> _PROBLEM TO SOLVE_
The entries below must be retyped in full. Keep every word the same.

*** Opening EXERCISE INPUT ***

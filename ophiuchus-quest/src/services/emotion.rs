//! Aurora emotion-match scoring
//!
//! Scores how well a guessed song matches the cosmic song's target
//! emotion on a 0-10 scale. The scorer is a pure interface over its
//! three inputs so tests can stub it; the production implementation
//! delegates the semantic judgment to the content generator with a
//! fixed prompt template and parses the numeric reply.

use std::sync::Arc;

use async_trait::async_trait;

use crate::services::ContentGenerator;
use ophiuchus_common::models::Song;
use ophiuchus_common::{Error, Result};

/// Maximum emotion-match score
pub const MAX_SCORE: u8 = 10;

/// Emotion-match scorer: deterministic given the same three inputs
#[async_trait]
pub trait EmotionScorer: Send + Sync {
    /// Score 0-10 for how strongly `guess` evokes `emotion` relative to
    /// the cosmic song.
    async fn score(&self, guess: &Song, cosmic: &Song, emotion: &str) -> Result<u8>;
}

/// Scorer backed by the content generator
pub struct GeneratorEmotionScorer {
    generator: Arc<dyn ContentGenerator>,
}

impl GeneratorEmotionScorer {
    pub fn new(generator: Arc<dyn ContentGenerator>) -> Self {
        Self { generator }
    }
}

#[async_trait]
impl EmotionScorer for GeneratorEmotionScorer {
    async fn score(&self, guess: &Song, cosmic: &Song, emotion: &str) -> Result<u8> {
        let prompt = format!(
            "On a scale from 0 to 10, how strongly does the song \"{}\" by {} \
             evoke the emotion \"{}\" carried by \"{}\" by {}? \
             Reply with a single integer between 0 and 10 and nothing else.",
            guess.name,
            guess.artists.join(", "),
            emotion,
            cosmic.name,
            cosmic.artists.join(", "),
        );

        let reply = self.generator.generate(&prompt).await?;

        parse_score(&reply).ok_or_else(|| {
            Error::Generation(format!("Unparseable emotion score reply: {:?}", reply))
        })
    }
}

/// Extract the first integer from a generator reply, clamped to 0-10
pub fn parse_score(text: &str) -> Option<u8> {
    let digits: String = text
        .chars()
        .skip_while(|c| !c.is_ascii_digit())
        .take_while(|c| c.is_ascii_digit())
        .collect();

    if digits.is_empty() {
        return None;
    }

    let value: u64 = digits.parse().ok()?;
    Some(value.min(MAX_SCORE as u64) as u8)
}

#[cfg(test)]
mod tests {
    use super::*;

    #[test]
    fn test_parse_plain_integer() {
        assert_eq!(parse_score("7"), Some(7));
        assert_eq!(parse_score("0"), Some(0));
        assert_eq!(parse_score("10"), Some(10));
    }

    #[test]
    fn test_parse_integer_embedded_in_prose() {
        assert_eq!(parse_score("I'd say 8 out of 10."), Some(8));
        assert_eq!(parse_score("Score: 3"), Some(3));
    }

    #[test]
    fn test_out_of_range_clamps_to_max() {
        assert_eq!(parse_score("11"), Some(10));
        assert_eq!(parse_score("100"), Some(10));
    }

    #[test]
    fn test_no_digits_is_none() {
        assert_eq!(parse_score("no idea"), None);
        assert_eq!(parse_score(""), None);
    }
}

*** Closing EXERCISE INPUT ***

> _RESULT OF THE EXERCISE_
filename ophiuchus-quest/src/services/emotion.rs
//! Aurora emotion-match scoring
//!
//! Scores how well a guessed song matches the cosmic song's target
//! emotion on a 0-10 scale. The scorer is a pure interface over its
//! three inputs so tests can stub it; the production implementation
//! delegates the semantic judgment to the content generator with a
//! fixed prompt template and parses the numeric reply.

use std::sync::Arc;

use async_trait::async_trait;

use crate::services::ContentGenerator;
use ophiuchus_common::models::Song;
use ophiuchus_common::{Error, Result};

/// Maximum emotion-match score
pub const MAX_SCORE: u8 = 10;

/// Emotion-match scorer: deterministic given the same three inputs
#[async_trait]
pub trait EmotionScorer: Send + Sync {
    /// Score 0-10 for how strongly `guess` evokes `emotion` relative to
    /// the cosmic song.
    async fn score(&self, guess: &Song, cosmic: &Song, emotion: &str) -> Result<u8>;
}

/// Scorer backed by the content generator
pub struct GeneratorEmotionScorer {
    generator: Arc<dyn ContentGenerator>,
}

impl GeneratorEmotionScorer {
    pub fn new(generator: Arc<dyn ContentGenerator>) -> Self {
        Self { generator }
    }
}

#[async_trait]
impl EmotionScorer for GeneratorEmotionScorer {
    async fn score(&self, guess: &Song, cosmic: &Song, emotion: &str) -> Result<u8> {
        let prompt = format!(
            "On a scale from 0 to 10, how strongly does the song \"{}\" by {} \
             evoke the emotion \"{}\" carried by \"{}\" by {}? \
             Reply with a single integer between 0 and 10 and nothing else.",
            guess.name,
            guess.artists.join(", "),
            emotion,
            cosmic.name,
            cosmic.artists.join(", "),
        );

        let reply = self.generator.generate(&prompt).await?;

        parse_score(&reply).ok_or_else(|| {
            Error::Generation(format!("Unparseable emotion score reply: {:?}", reply))
        })
    }
}

/// Extract the first integer from a generator reply, clamped to 0-10
pub fn parse_score(text: &str) -> Option<u8> {
    let digits: String = text
        .chars()
        .skip_while(|c| !c.is_ascii_digit())
        .take_while(|c| c.is_ascii_digit())
        .collect();

    if digits.is_empty() {
        return None;
    }

    let value: u64 = digits.parse().ok()?;
    Some(value.min(MAX_SCORE as u64) as u8)
}

#[cfg(test)]
mod tests {
    use super::*;

    #[test]
    fn test_parse_plain_integer() {
        assert_eq!(parse_score("7"), Some(7));
        assert_eq!(parse_score("0"), Some(0));
        assert_eq!(parse_score("10"), Some(10));
    }

    #[test]
    fn test_parse_integer_embedded_in_prose() {
        assert_eq!(parse_score("I'd say 8 out of 10."), Some(8));
        assert_eq!(parse_score("Score: 3"), Some(3));
    }

    #[test]
    fn test_out_of_range_clamps_to_max() {
        assert_eq!(parse_score("11"), Some(10));
        assert_eq!(parse_score("100"), Some(10));
    }

    #[test]
    fn test_no_digits_is_none() {
        assert_eq!(parse_score("no idea"), None);
        assert_eq!(parse_score(""), None);
    }
}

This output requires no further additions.